The Moment
The number is 1,126,000.
That is the estimated number of abortions performed by clinicians in the United States in 2025, according to a new report from the Guttmacher Institute — pretty much unchanged from 2024. NPR
Since the Supreme Court overturned Roe v. Wade in 2022, more than two dozen states have enacted significant restrictions or outright bans on abortion. Courts have been contested. Laws have been challenged and defended. And through all of it, the number has not moved.
The Story
A key way that abortions are now happening despite state restrictions is through telemedicine. The FDA under President Biden allowed mifepristone to be prescribed without an in-person appointment, and states that permit abortion passed shield laws protecting providers who prescribe to patients in states with bans. NPR
In Louisiana, where abortion is banned, roughly 2,500 abortions occurred in 2023. Last year there were more than 9,000. Overall, 91,000 patients in states with bans received telehealth abortions in 2025. NPR A federal judge is expected to rule soon on Louisiana v. FDA, which could affect the telemedicine rules. Whatever that ruling says, the infrastructure is in place.
What It Reveals
The Guttmacher report is being covered primarily as a story about the limits of legal strategy. That framing is accurate, as far as it goes. The laws changed the landscape. They did not change the number.
But the deeper story is not about law. It is about culture.
Law is downstream of culture — not the other way around. What a society permits, normalizes, and does not actively resist with its deepest convictions will persist regardless of what is written in its statutes.
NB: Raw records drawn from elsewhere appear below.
//! RocksDB-backed store for production.
//!
//! All operations are synchronous blocking I/O. Callers in async contexts
//! should use `spawn_blocking` if needed to avoid blocking the runtime.
//!
//! Layout: column families `headers` (height → header), `bodies`
//! (height → body), `meta` (tip, genesis hash, executed frontier, tip
//! commit) and `votes` (our own signed votes).

use crate::{validate_put, BlockStore, OwnVote, StoreError};
use concord_types::codec::{read_option, read_u32, read_u64, read_u8, write_option, write_u32,
    write_u64, write_u8};
use concord_types::{Block, BlockBody, BlockHeader, Commit, Decode, Encode, Hash, VoteType};
use rocksdb::{ColumnFamily, ColumnFamilyDescriptor, Options, WriteBatch, DB};
use std::path::Path;
use std::sync::Arc;

const CF_HEADERS: &str = "headers";
const CF_BODIES: &str = "bodies";
const CF_META: &str = "meta";
const CF_VOTES: &str = "votes";

const META_TIP: &[u8] = b"tip";
const META_GENESIS: &[u8] = b"genesis_hash";
const META_EXECUTED_HEIGHT: &[u8] = b"executed_height";
const META_APP_STATE_HASH: &[u8] = b"app_state_hash";
const META_LAST_COMMIT: &[u8] = b"last_commit";

/// RocksDB tuning knobs.
#[derive(Debug, Clone)]
pub struct RocksDbConfig {
    pub max_background_jobs: i32,
    pub write_buffer_size: usize,
    /// LRU block cache size in bytes; `None` disables the cache.
    pub block_cache_size: Option<usize>,
}

impl Default for RocksDbConfig {
    fn default() -> Self {
        Self {
            max_background_jobs: 4,
            write_buffer_size: 64 * 1024 * 1024,
            block_cache_size: Some(128 * 1024 * 1024),
        }
    }
}

/// RocksDB-based block store.
pub struct RocksDbStore {
    db: Arc<DB>,
}

impl RocksDbStore {
    /// Open or create a database at `path` with default tuning.
    pub fn open<P: AsRef<Path>>(path: P) -> Result<Self, StoreError> {
        Self::open_with_config(path, RocksDbConfig::default())
    }

    /// Open with custom configuration.
    pub fn open_with_config<P: AsRef<Path>>(
        path: P,
        config: RocksDbConfig,
    ) -> Result<Self, StoreError> {
        let mut opts = Options::default();
        opts.create_if_missing(true);
        opts.create_missing_column_families(true);
        opts.set_max_background_jobs(config.max_background_jobs);
        opts.set_write_buffer_size(config.write_buffer_size);

        let mut block_opts = rocksdb::BlockBasedOptions::default();
        if let Some(cache_size) = config.block_cache_size {
            let cache = rocksdb::Cache::new_lru_cache(cache_size);
            block_opts.set_block_cache(&cache);
        }
        opts.set_block_based_table_factory(&block_opts);

        let cf_descriptors: Vec<_> = [CF_HEADERS, CF_BODIES, CF_META, CF_VOTES]
            .into_iter()
            .map(|name| ColumnFamilyDescriptor::new(name, Options::default()))
            .collect();

        let db = DB::open_cf_descriptors(&opts, path, cf_descriptors)
            .map_err(|e| StoreError::Database(e.to_string()))?;
        Ok(Self { db: Arc::new(db) })
    }

    fn cf(&self, name: &str) -> Result<&ColumnFamily, StoreError> {
        self.db
            .cf_handle(name)
            .ok_or_else(|| StoreError::Database(format!("missing column family {name}")))
    }

    fn get(&self, cf: &str, key: &[u8]) -> Result<Option<Vec<u8>>, StoreError> {
        self.db
            .get_cf(self.cf(cf)?, key)
            .map_err(|e| StoreError::Database(e.to_string()))
    }

    fn meta_u64(&self, key: &[u8]) -> Result<Option<u64>, StoreError> {
        match self.get(CF_META, key)? {
            None => Ok(None),
            Some(bytes) => {
                let mut input = bytes.as_slice();
                read_u64(&mut input)
                    .map(Some)
                    .map_err(|e| StoreError::Corrupt(e.to_string()))
            }
        }
    }

    fn meta_hash(&self, key: &[u8]) -> Result<Option<Hash>, StoreError> {
        match self.get(CF_META, key)? {
            None => Ok(None),
            Some(bytes) => Hash::decode(&bytes)
                .map(Some)
                .map_err(|e| StoreError::Corrupt(e.to_string())),
        }
    }

    fn height_key(height: u64) -> [u8; 8] {
        height.to_be_bytes()
    }
}

impl BlockStore for RocksDbStore {
    fn ready(&self, genesis: &Block) -> Result<(), StoreError> {
        match self.meta_hash(META_GENESIS)? {
            Some(stored) if stored != genesis.hash() => Err(StoreError::GenesisMismatch {
                stored,
                configured: genesis.hash(),
            }),
            Some(_) => Ok(()),
            None => {
                let mut batch = WriteBatch::default();
                batch.put_cf(
                    self.cf(CF_HEADERS)?,
                    Self::height_key(0),
                    genesis.header.encode(),
                );
                batch.put_cf(
                    self.cf(CF_BODIES)?,
                    Self::height_key(0),
                    genesis.body.encode(),
                );
                batch.put_cf(self.cf(CF_META)?, META_GENESIS, genesis.hash().encode());
                batch.put_cf(self.cf(CF_META)?, META_TIP, 0u64.to_be_bytes());
                batch.put_cf(
                    self.cf(CF_META)?,
                    META_EXECUTED_HEIGHT,
                    0u64.to_be_bytes(),
                );
                batch.put_cf(
                    self.cf(CF_META)?,
                    META_APP_STATE_HASH,
                    genesis.header.app_state_hash.encode(),
                );
                batch.put_cf(self.cf(CF_META)?, META_LAST_COMMIT, Commit::empty().encode());
                self.db
                    .write(batch)
                    .map_err(|e| StoreError::Database(e.to_string()))?;
                tracing::info!(genesis = %genesis.hash(), "Installed genesis block");
                Ok(())
            }
        }
    }

    fn height(&self) -> u64 {
        self.meta_u64(META_TIP).ok().flatten().unwrap_or(0)
    }

    fn genesis_hash(&self) -> Result<Hash, StoreError> {
        self.meta_hash(META_GENESIS)?.ok_or(StoreError::NotReady)
    }

    fn block_of(&self, height: u64) -> Result<Block, StoreError> {
        Ok(Block {
            header: self.header_of(height)?,
            body: self.body_of(height)?,
        })
    }

    fn header_of(&self, height: u64) -> Result<BlockHeader, StoreError> {
        let bytes = self
            .get(CF_HEADERS, &Self::height_key(height))?
            .ok_or(StoreError::NotFound(height))?;
        BlockHeader::decode(&bytes).map_err(|e| StoreError::Corrupt(e.to_string()))
    }

    fn body_of(&self, height: u64) -> Result<BlockBody, StoreError> {
        let bytes = self
            .get(CF_BODIES, &Self::height_key(height))?
            .ok_or(StoreError::NotFound(height))?;
        BlockBody::decode(&bytes).map_err(|e| StoreError::Corrupt(e.to_string()))
    }

    fn put(&self, block: &Block, commit: &Commit) -> Result<(), StoreError> {
        if self.meta_hash(META_GENESIS)?.is_none() {
            return Err(StoreError::NotReady);
        }
        let tip = self.height();
        let parent = self.block_of(tip)?;
        validate_put(tip, &parent, block, commit)?;

        let mut batch = WriteBatch::default();
        let key = Self::height_key(block.header.height);
        batch.put_cf(self.cf(CF_HEADERS)?, key, block.header.encode());
        batch.put_cf(self.cf(CF_BODIES)?, key, block.body.encode());
        batch.put_cf(
            self.cf(CF_META)?,
            META_TIP,
            block.header.height.to_be_bytes(),
        );
        batch.put_cf(self.cf(CF_META)?, META_LAST_COMMIT, commit.encode());
        self.db
            .write(batch)
            .map_err(|e| StoreError::Database(e.to_string()))
    }

    fn last_commit(&self) -> Result<Commit, StoreError> {
        let bytes = self
            .get(CF_META, META_LAST_COMMIT)?
            .ok_or(StoreError::NotReady)?;
        Commit::decode(&bytes).map_err(|e| StoreError::Corrupt(e.to_string()))
    }

    fn executed(&self) -> Result<(u64, Hash), StoreError> {
        let height = self
            .meta_u64(META_EXECUTED_HEIGHT)?
            .ok_or(StoreError::NotReady)?;
        let hash = self
            .meta_hash(META_APP_STATE_HASH)?
            .ok_or(StoreError::NotReady)?;
        Ok((height, hash))
    }

    fn set_executed(&self, height: u64, app_state_hash: Hash) -> Result<(), StoreError> {
        let mut batch = WriteBatch::default();
        batch.put_cf(
            self.cf(CF_META)?,
            META_EXECUTED_HEIGHT,
            height.to_be_bytes(),
        );
        batch.put_cf(
            self.cf(CF_META)?,
            META_APP_STATE_HASH,
            app_state_hash.encode(),
        );
        self.db
            .write(batch)
            .map_err(|e| StoreError::Database(e.to_string()))
    }

    fn record_own_vote(&self, vote: OwnVote) -> Result<(), StoreError> {
        let mut key = Vec::with_capacity(13);
        write_u64(&mut key, vote.height);
        write_u32(&mut key, vote.round);
        write_u8(&mut key, vote.step as u8);
        let mut value = Vec::with_capacity(33);
        write_option(&mut value, &vote.block_hash, |out, h: &Hash| {
            h.encode_into(out)
        });
        self.db
            .put_cf(self.cf(CF_VOTES)?, key, value)
            .map_err(|e| StoreError::Database(e.to_string()))
    }

    fn own_votes_above(&self, height: u64) -> Result<Vec<OwnVote>, StoreError> {
        let from = Self::height_key(height + 1);
        let iter = self.db.iterator_cf(
            self.cf(CF_VOTES)?,
            rocksdb::IteratorMode::From(&from, rocksdb::Direction::Forward),
        );
        let mut votes = Vec::new();
        for item in iter {
            let (key, value) = item.map_err(|e| StoreError::Database(e.to_string()))?;
            let mut input = key.as_ref();
            let vote_height = read_u64(&mut input).map_err(|e| StoreError::Corrupt(e.to_string()))?;
            let round = read_u32(&mut input).map_err(|e| StoreError::Corrupt(e.to_string()))?;
            let step = match read_u8(&mut input).map_err(|e| StoreError::Corrupt(e.to_string()))? {
                0 => VoteType::Prevote,
                1 => VoteType::Precommit,
                other => return Err(StoreError::Corrupt(format!("vote step tag {other}"))),
            };
            let mut value_input = value.as_ref();
            let block_hash = read_option(&mut value_input, Hash::decode_from)
                .map_err(|e| StoreError::Corrupt(e.to_string()))?;
            votes.push(OwnVote {
                height: vote_height,
                round,
                step,
                block_hash,
            });
        }
        Ok(votes)
    }
}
The past three years have produced an enormous amount of legal activity on abortion and almost no measurable change in the practice of it. That is a diagnostic, not just a political data point.
The question the number raises is not primarily a legal one. It is a cultural one: what has actually changed in the way American society understands the value of human life, the meaning of pregnancy, and the responsibility that comes with it? The answer, if the data is to be believed, is: not much.
The Frame
There is a long tradition in moral reasoning — as old as the Hebrew prophets and as recent as the civil rights movement — of distinguishing between legal compliance and genuine moral transformation. Laws matter. They shape behavior, signal norms, and protect the vulnerable. But they do not, by themselves, change hearts.
The abolition of slavery required a constitutional amendment and a war. It took another century of sustained moral witness, community formation, and cultural pressure before the legal gains of the Civil Rights Act became something closer to genuine cultural change — and that work is still unfinished. The lesson is not that law is useless. It is that law without formation produces compliance at best, and evasion at worst.
1.1 million is not a legal problem that better legislation will solve. It is a formation problem. It is the number produced by a culture that has not yet been persuaded, at a deep enough level, that every life conceived is worth protecting.
That persuasion does not happen in courtrooms. It happens in the places where culture is actually made — in homes, congregations, communities, and the personal witness of people whose lives make the case that every human being, at every stage, carries irreducible worth.
What It Asks
There is an understandable temptation, when confronted with a number like 1.1 million, to direct energy toward the legal and political arena — because that is where the debate has been loudest.
But the number itself suggests that legal energy, while necessary, is not sufficient. The culture that produces 1.1 million abortions per year is not going to be argued out of it by court decisions. It is going to be changed by people who offer something real in its place — who build the support structures, the communities, the relationships, and the moral formation that make a different choice not just legal but thinkable, desirable, and well-supported.
The question is not what the courts will do next. It is what the people who believe every life matters will do — in their communities, their congregations, their relationships, and their spheres of influence — to make that belief visible, credible, and present in the lives of people making decisions under pressure.
The number will not change until the culture does. And the culture will not change until the people who hold a different conviction decide to build something, not just argue something.